Buford knows history won't be easy to repeat vs. Blessed Trinity

Staff Photo: John Bohn Buford tailback Andre Johnson (32) rushes for his second touchdown of the first quarter against GAC during Friday's game. 

Staff Photo: John Bohn Buford tailback Andre Johnson (32) rushes for his second touchdown of the first quarter against GAC during Friday's game. 

Buford's road to another Region 6-AA championship -- its third in the last four years and 10th overall region title in the last 11 years -- ends exactly where it started.

The No. 1 state-ranked Wolves travel back to Blessed Trinity for tonight's region championship game -- the same place they opened up the season with a resounding 42-0 victory on Aug. 19.

Predictably, Buford coach Jess Simpson doesn't believe the going will be quite as easy this time around against the Titans (6-3).

"(Blessed Trinity coach) Tim McFarlin has been around the block a few times," Simpson said. "He's certainly added to what they've done (in the past). He's put his stamp on the program now. And their best player had a broken leg and didn't play when we were over there the first time. He's back now. So, they're obviously a better team than they were."

Indeed, after starting the season 1-3 -- with all three losses coming against teams carrying Associated Press state rankings at the time, including the Wolves and fellow Gwinnett region team Greater Atlanta Christian -- Blessed Trinity reeled off five straight wins to claim the Division B subregion crown.

And the return of Sam Roberts -- the player Simpson referred to -- has only made the Titans better as the junior slotback/receiver/defensive back has contributed about 400 yards of total offense and nine touchdowns on offense, plus 25 tackles and two interceptions on defense in just six games since his return.

Add to that improvement from others like quarterback Spencer McManes and running back Jordan Denson and Simpson definitely does not expect his Wolves to purloin six turnovers and hold Blessed Trinity to just 41 yards of total offense and two first downs like they did in the first meeting.

"It's going to be a challenge," Simpson said. "I think they'll throw the ball better, and they have a better idea of what they want to do in their running game. To think we'll get six turnovers this game -- that's just not realistic."

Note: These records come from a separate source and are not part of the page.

//! # Client Tier State Machine
//!
//! A client's billing level and the accounts attached to it.
//!
//! ## States
//!
//! ```text
//! Normal ──balance > gold──▶ Gold ──balance > platinum──▶ Platinum
//! ```
//!
//! The check runs after every operation that could complete a payment and
//! is told whether one did. Without a completed payment nothing happens.
//! A promotion replaces the tier with a new value that keeps the ledger
//! and tariff plan and restarts the consecutive-communication counters.
//! There is no demotion: the tier kind never decreases.

use serde::{Deserialize, Serialize};

use prr_core::{Ledger, PromotionThresholds};
use prr_tariff::{CommunicationKind, PlanId, TierKind};

/// A client's billing tier with its ledger, counters and plan.
#[derive(Debug, Clone, PartialEq, Serialize, Deserialize)]
pub struct Tier {
    kind: TierKind,
    ledger: Ledger,
    consecutive_text: u32,
    consecutive_video: u32,
    plan: PlanId,
}

impl Default for Tier {
    fn default() -> Self {
        Self::new(PlanId::default())
    }
}

impl Tier {
    /// A fresh Normal tier on `plan` with an empty ledger.
    pub fn new(plan: PlanId) -> Self {
        Self {
            kind: TierKind::Normal,
            ledger: Ledger::default(),
            consecutive_text: 0,
            consecutive_video: 0,
            plan,
        }
    }

    /// The tier level.
    pub fn kind(&self) -> TierKind {
        self.kind
    }

    /// The client's ledger.
    pub fn ledger(&self) -> &Ledger {
        &self.ledger
    }

    /// `payments - debts`.
    pub fn balance(&self) -> f64 {
        self.ledger.balance()
    }

    /// Texts sent in a row.
    pub fn consecutive_text(&self) -> u32 {
        self.consecutive_text
    }

    /// Video calls made in a row.
    pub fn consecutive_video(&self) -> u32 {
        self.consecutive_video
    }

    /// The tariff plan.
    pub fn plan(&self) -> PlanId {
        self.plan
    }

    /// Apply a signed ledger delta (see [`Ledger::apply`]).
    pub fn apply(&mut self, delta: f64) {
        self.ledger.apply(delta);
    }

    /// Count an originated communication.
    ///
    /// Text and video extend their own streak and break the other; voice
    /// breaks both.
    pub fn record(&mut self, kind: CommunicationKind) {
        match kind {
            CommunicationKind::Text => {
                self.consecutive_video = 0;
                self.consecutive_text += 1;
            }
            CommunicationKind::Video => {
                self.consecutive_text = 0;
                self.consecutive_video += 1;
            }
            CommunicationKind::Voice => {
                self.consecutive_text = 0;
                self.consecutive_video = 0;
            }
        }
    }

    /// Price a communication under this tier's plan.
    pub fn price(&self, kind: CommunicationKind, units: u32, friends: bool) -> f64 {
        self.plan.plan().price(self.kind, kind, units, friends)
    }

    /// Balance that must be exceeded to leave this tier, if any.
    pub fn promotion_threshold(&self, thresholds: &PromotionThresholds) -> Option<f64> {
        match self.kind {
            TierKind::Normal => Some(thresholds.gold),
            TierKind::Gold => Some(thresholds.platinum),
            TierKind::Platinum => None,
        }
    }

    /// The tier that replaces this one, if a promotion is due.
    pub fn check_promotion(
        &self,
        payment_completed: bool,
        thresholds: &PromotionThresholds,
    ) -> Option<Tier> {
        if !payment_completed {
            return None;
        }
        let threshold = self.promotion_threshold(thresholds)?;
        if self.balance() > threshold {
            self.promoted()
        } else {
            None
        }
    }

    fn promoted(&self) -> Option<Tier> {
        Some(Tier {
            kind: self.kind.next()?,
            ledger: self.ledger,
            consecutive_text: 0,
            consecutive_video: 0,
            plan: self.plan,
        })
    }
}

The other concern Simpson has comes from within.

So what's to worry about with a team with a star-studded lineup that includes multiple Division I college prospects and has dominated the way Buford has?

After all, the Wolves have outscored opponents by an average of 46.3 to 3.7 and has rolled up 350 yards of offense per game, paced by five running backs -- Andre Johnson, Darrian Smith, Dontravious Wilson, Nathan Staub and C.J. Moore -- with at least 20 carries and averaging at least 6.5 yards per carry, while holding opponents to just 106 yards per contest.

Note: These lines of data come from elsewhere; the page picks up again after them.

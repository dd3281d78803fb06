use std::collections::HashMap;

use crate::rules::{Chess, ConnectFour, Rules, TicTacToe};
use crate::{Game, GameError, GameTimings};

/// Builds a fresh board for one game kind.
pub type RulesFactory = fn() -> Box<dyn Rules>;

/// Maps wire names (`"tictactoe"`, `"connect4"`, `"chess"`) to rule sets.
#[derive(Debug, Clone)]
pub struct GameRegistry {
    factories: HashMap<&'static str, RulesFactory>,
}

impl GameRegistry {
    /// An empty registry.
    pub fn new() -> Self {
        Self {
            factories: HashMap::new(),
        }
    }

    /// A registry with every built-in kind.
    pub fn standard() -> Self {
        let mut registry = Self::new();
        registry.register("tictactoe", || Box::new(TicTacToe::new()));
        registry.register("connect4", || Box::new(ConnectFour::new()));
        registry.register("chess", || Box::new(Chess::new()));
        registry
    }

    pub fn register(&mut self, name: &'static str, factory: RulesFactory) {
        self.factories.insert(name, factory);
    }

    /// Starts a game of kind `name` with `creator` seated.
    pub fn create(
        &self,
        name: &str,
        creator: &str,
        timings: GameTimings,
    ) -> Result<Game, GameError> {
        let factory = self
            .factories
            .get(name)
            .ok_or_else(|| GameError::UnsupportedGame(name.to_owned()))?;
        Ok(Game::new(factory(), creator, timings))
    }

    /// Registered names in alphabetical order.
    pub fn names(&self) -> Vec<&'static str> {
        let mut names: Vec<_> = self.factories.keys().copied().collect();
        names.sort_unstable();
        names
    }
}

impl Default for GameRegistry {
    fn default() -> Self {
        Self::standard()
    }
}

#[cfg(test)]
mod tests {
    use super::*;

    #[test]
    fn test_standard_registers_three_kinds() {
        let registry = GameRegistry::standard();
        assert_eq!(registry.names(), vec!["chess", "connect4", "tictactoe"]);
    }

    #[test]
    fn test_create_known_name_seats_creator() {
        let registry = GameRegistry::standard();
        let game = registry
            .create("connect4", "alice", GameTimings::default())
            .unwrap();
        assert_eq!(game.name(), "connect4");
        assert_eq!(game.players(), ["alice".to_string()]);
    }

    #[test]
    fn test_create_unknown_name_unsupported() {
        let registry = GameRegistry::standard();
        let err = registry
            .create("minesweeper", "alice", GameTimings::default())
            .unwrap_err();
        assert_eq!(err, GameError::UnsupportedGame("minesweeper".into()));
    }
}
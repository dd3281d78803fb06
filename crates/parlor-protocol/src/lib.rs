//! Wire protocol for Parlor.
//!
//! This crate defines what clients and the server say to each other:
//!
//! - **Types** ([`Envelope`], [`MessageKind`] and the typed payloads):
//!   the JSON objects that travel in WebSocket text frames.
//! - **Codec** ([`encode`], [`decode`]): conversion between envelopes
//!   and text frames.
//! - **Errors** ([`ProtocolError`]): what can go wrong doing so.
//!
//! The protocol layer knows nothing about connections, rooms or games.
//!
//! ```text
//! Transport (text frame) → Protocol (Envelope) → Room / Hub
//! ```

mod codec;
mod error;
mod types;

pub use codec::{Frame, decode, encode};
pub use error::ProtocolError;
pub use types::{
    ClientListPayload, Envelope, MessageKind, MessagePayload, RoomListPayload, RoomPayload,
    RoomSummary, SERVER_SENDER,
};
/// Errors that can occur in the transport layer.
///
/// Every variant is fatal to the connection that produced it and to
/// nothing else.
#[derive(Debug, thiserror::Error)]
pub enum TransportError {
    /// The peer closed with a code other than normal or going-away.
    #[error("connection closed abnormally ({code}): {reason}")]
    ClosedAbnormally { code: u16, reason: String },

    /// The connection is already closed.
    #[error("connection closed: {0}")]
    ConnectionClosed(String),

    /// Sending data failed.
    #[error("send failed: {0}")]
    SendFailed(#[source] std::io::Error),

    /// Receiving data failed.
    #[error("receive failed: {0}")]
    ReceiveFailed(#[source] std::io::Error),

    /// Binding or accepting TCP connections failed.
    #[error("accept failed: {0}")]
    AcceptFailed(#[source] std::io::Error),

    /// The WebSocket handshake failed.
    #[error("handshake failed: {0}")]
    HandshakeFailed(#[source] std::io::Error),

    /// The upgrade request was refused by the admission check.
    #[error("upgrade rejected: unauthorized")]
    Unauthorized,
}
//! Rooms for Parlor.
//!
//! A [`Room`] owns its members and at most one game behind a single
//! lock. Members are [`Member`] handles: an identity plus a bounded
//! mailbox that broadcasts write into without ever waiting.
//!
//! # Key types
//!
//! - [`Room`]: membership, relay, game actions, tick loop
//! - [`Member`]: the room-facing side of a connected client
//! - [`GameCommand`]: the `game_state` request payload
//! - [`RoomConfig`]: tick interval and game timings

mod command;
mod config;
mod error;
mod member;
mod room;

pub use command::{GameAction, GameCommand};
pub use config::RoomConfig;
pub use error::RoomError;
pub use member::Member;
pub use room::{LOBBY, Room};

It may seem minor, but with the schedule having worked out like it has, the Wolves have played just once over the past three-plus weeks.

And even with the break, illnesses and injuries are still an issue.

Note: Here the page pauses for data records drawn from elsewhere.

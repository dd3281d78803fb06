//! Transport abstraction layer for Parlor.
//!
//! Provides the [`Connection`] trait the client pumps are written
//! against, and a WebSocket implementation whose upgrade step runs an
//! admission check on the HTTP request before the connection exists.
//!
//! # Feature Flags
//!
//! - `websocket` (default): WebSocket transport via `tokio-tungstenite`

mod error;
#[cfg(feature = "websocket")]
mod websocket;

pub use error::TransportError;
#[cfg(feature = "websocket")]
pub use websocket::{
    DEFAULT_MAX_FRAME_SIZE, PendingConnection, TransportConfig, WebSocketConnection,
    WebSocketTransport,
};

use std::fmt;
use std::future::Future;

/// Opaque identifier for a connection.
#[derive(Debug, Clone, Copy, PartialEq, Eq, Hash, PartialOrd, Ord)]
pub struct ConnectionId(u64);

impl ConnectionId {
    /// Creates a new `ConnectionId` from a raw `u64`.
    pub fn new(id: u64) -> Self {
        Self(id)
    }

    /// Returns the underlying `u64` value.
    pub fn into_inner(self) -> u64 {
        self.0
    }
}

impl fmt::Display for ConnectionId {
    fn fmt(&self, f: &mut fmt::Formatter<'_>) -> fmt::Result {
        write!(f, "conn-{}", self.0)
    }
}

/// A data frame received from the peer.
#[derive(Debug, Clone, PartialEq, Eq)]
pub enum Incoming {
    Text(String),
    Binary(Vec<u8>),
}

impl Incoming {
    /// Payload size in bytes.
    pub fn len(&self) -> usize {
        match self {
            Self::Text(text) => text.len(),
            Self::Binary(data) => data.len(),
        }
    }

    pub fn is_empty(&self) -> bool {
        self.len() == 0
    }
}

/// The parts of an HTTP upgrade request an admission check may inspect.
#[derive(Debug, Clone, Default, PartialEq, Eq)]
pub struct UpgradeRequest {
    pub path: String,
    pub query: Option<String>,
    pub authorization: Option<String>,
    pub cookie: Option<String>,
}

/// A single bidirectional message connection.
///
/// Methods return `Send` futures so pumps written against this trait can
/// be spawned onto the multi-threaded runtime.
pub trait Connection: Send + Sync + 'static {
    /// The error type for connection operations.
    type Error: std::error::Error + Send + Sync + 'static;

    /// Sends one text frame.
    fn send_text(&self, text: &str) -> impl Future<Output = Result<(), Self::Error>> + Send;

    /// Receives the next data frame.
    ///
    /// Returns `Ok(None)` on a normal or going-away close and at end of
    /// stream. Control frames are handled internally and never returned.
    fn recv(&self) -> impl Future<Output = Result<Option<Incoming>, Self::Error>> + Send;

    /// Sends a ping and resolves once the peer answers.
    ///
    /// Only resolves while another task is driving [`recv`](Self::recv);
    /// callers apply their own deadline.
    fn ping(&self) -> impl Future<Output = Result<(), Self::Error>> + Send;

    /// Closes the connection.
    fn close(&self) -> impl Future<Output = Result<(), Self::Error>> + Send;

    /// Returns the unique identifier for this connection.
    fn id(&self) -> ConnectionId;
}
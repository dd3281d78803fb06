//! `ParlorServer` builder and accept loop.
//!
//! This is the entry point for running a Parlor server. It ties together
//! all the layers: transport → session → hub → room.

use std::net::SocketAddr;
use std::sync::Arc;

use parlor_game::GameRegistry;
use parlor_session::{Authenticator, Credentials, SessionError};
use parlor_transport::{
    Connection, PendingConnection, TransportConfig, TransportError, WebSocketTransport,
};
use tokio::task::JoinHandle;
use tokio_util::sync::CancellationToken;

use crate::hub::{Hub, HubHandle};
use crate::{ConnectionConfig, ParlorError, ServerConfig, client};

/// Builder for configuring and starting a Parlor server.
///
/// # Example
///
/// ```rust,no_run
/// use parlor::prelude::*;
///
/// # async fn start() -> Result<(), ParlorError> {
/// let tokens = TokenTable::new().with("secret", Identity::new("u1", "Alice"));
/// let server = ParlorServerBuilder::new()
///     .bind("0.0.0.0:8080")
///     .build(tokens)
///     .await?;
/// server.run().await
/// # }
/// ```
pub struct ParlorServerBuilder {
    config: ServerConfig,
    registry: GameRegistry,
}

impl ParlorServerBuilder {
    /// Creates a new builder with default settings.
    pub fn new() -> Self {
        Self {
            config: ServerConfig::default(),
            registry: GameRegistry::standard(),
        }
    }

    /// Sets the address to bind the server to.
    pub fn bind(mut self, addr: &str) -> Self {
        self.config.bind_addr = addr.to_owned();
        self
    }

    /// Replaces the whole configuration.
    pub fn config(mut self, config: ServerConfig) -> Self {
        self.config = config;
        self
    }

    /// Replaces the set of playable games.
    pub fn registry(mut self, registry: GameRegistry) -> Self {
        self.registry = registry;
        self
    }

    /// Binds the listener and starts the hub.
    pub async fn build<A: Authenticator>(self, auth: A) -> Result<ParlorServer<A>, ParlorError> {
        let transport = WebSocketTransport::bind(
            &self.config.bind_addr,
            TransportConfig {
                max_frame_size: self.config.connection.max_frame_size,
            },
        )
        .await?;
        let (hub, hub_task) = Hub::spawn(self.config.hub, self.config.room, self.registry);

        Ok(ParlorServer {
            transport,
            hub,
            hub_task,
            auth: Arc::new(auth),
            connection: self.config.connection,
        })
    }
}

impl Default for ParlorServerBuilder {
    fn default() -> Self {
        Self::new()
    }
}

/// A bound Parlor server.
///
/// Call [`run()`](Self::run) or [`run_until()`](Self::run_until) to start
/// accepting connections.
pub struct ParlorServer<A: Authenticator> {
    transport: WebSocketTransport,
    hub: HubHandle,
    hub_task: JoinHandle<()>,
    auth: Arc<A>,
    connection: ConnectionConfig,
}

impl<A: Authenticator> ParlorServer<A> {
    /// Returns the local address the server is bound to.
    pub fn local_addr(&self) -> std::io::Result<SocketAddr> {
        self.transport.local_addr()
    }

    pub fn hub(&self) -> HubHandle {
        self.hub.clone()
    }

    /// Runs the accept loop until the process is terminated.
    pub async fn run(self) -> Result<(), ParlorError> {
        self.run_until(CancellationToken::new()).await
    }

    /// Runs the accept loop until `shutdown` is cancelled, then stops the
    /// hub, which disconnects every client.
    pub async fn run_until(self, shutdown: CancellationToken) -> Result<(), ParlorError> {
        tracing::info!(addr = ?self.local_addr().ok(), "Parlor server running");

        loop {
            let accepted = tokio::select! {
                _ = shutdown.cancelled() => break,
                accepted = self.transport.accept() => accepted,
            };
            match accepted {
                Ok(pending) => {
                    let auth = Arc::clone(&self.auth);
                    let hub = self.hub.clone();
                    let config = self.connection;
                    tokio::spawn(async move {
                        if let Err(e) = handle_connection(pending, auth, hub, config).await {
                            tracing::debug!(error = %e, "connection ended with error");
                        }
                    });
                }
                Err(e) => {
                    tracing::error!(error = %e, "accept failed");
                }
            }
        }

        tracing::info!("shutting down");
        let _ = self.hub.shutdown().await;
        let _ = self.hub_task.await;
        Ok(())
    }
}

/// Authenticates the upgrade request, then runs the client.
async fn handle_connection<A: Authenticator>(
    pending: PendingConnection,
    auth: Arc<A>,
    hub: HubHandle,
    config: ConnectionConfig,
) -> Result<(), ParlorError> {
    let addr = pending.peer_addr();
    let upgraded = pending
        .upgrade(|request| {
            let verdict = Credentials::from_request_parts(
                request.authorization.as_deref(),
                request.cookie.as_deref(),
                request.query.as_deref(),
            )
            .ok_or(SessionError::MissingCredentials)
            .and_then(|credentials| auth.authenticate(&credentials));
            match verdict {
                Ok(identity) => Some(identity),
                Err(e) => {
                    tracing::warn!(%addr, path = %request.path, error = %e, "connection rejected");
                    None
                }
            }
        })
        .await;

    let (conn, identity) = match upgraded {
        Ok(upgraded) => upgraded,
        Err(TransportError::Unauthorized) => return Ok(()),
        Err(e) => return Err(e.into()),
    };
    tracing::info!(client = %conn.id(), user = %identity.user_id, %addr, "client connected");
    client::run(conn, identity, hub, config).await
}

"You worry about rust after an off week," Simpson said. "We've had two off weeks in the last three weeks. How clean can we play? How sharp can we be? These are things we'll have to see.

"The good news is, we've had a good week of practice. The bad news is, we've had some kids injured and sick."

Accordingly, the biggest challenge Simpson says he will put to his Wolves involves looking within, rather than the opponent.

Even with a playoff spot and a first-round home game already secure regardless of the outcome, the Wolves are looking not only to secure the region title, but the region's top seed, which would mean more home games down the road in the postseason.

"The best teams in the state start to play their best this time of year," Simpson said. "This needs to start a second wave of improving each week. This is the message (the players) have been hearing from us the past few weeks."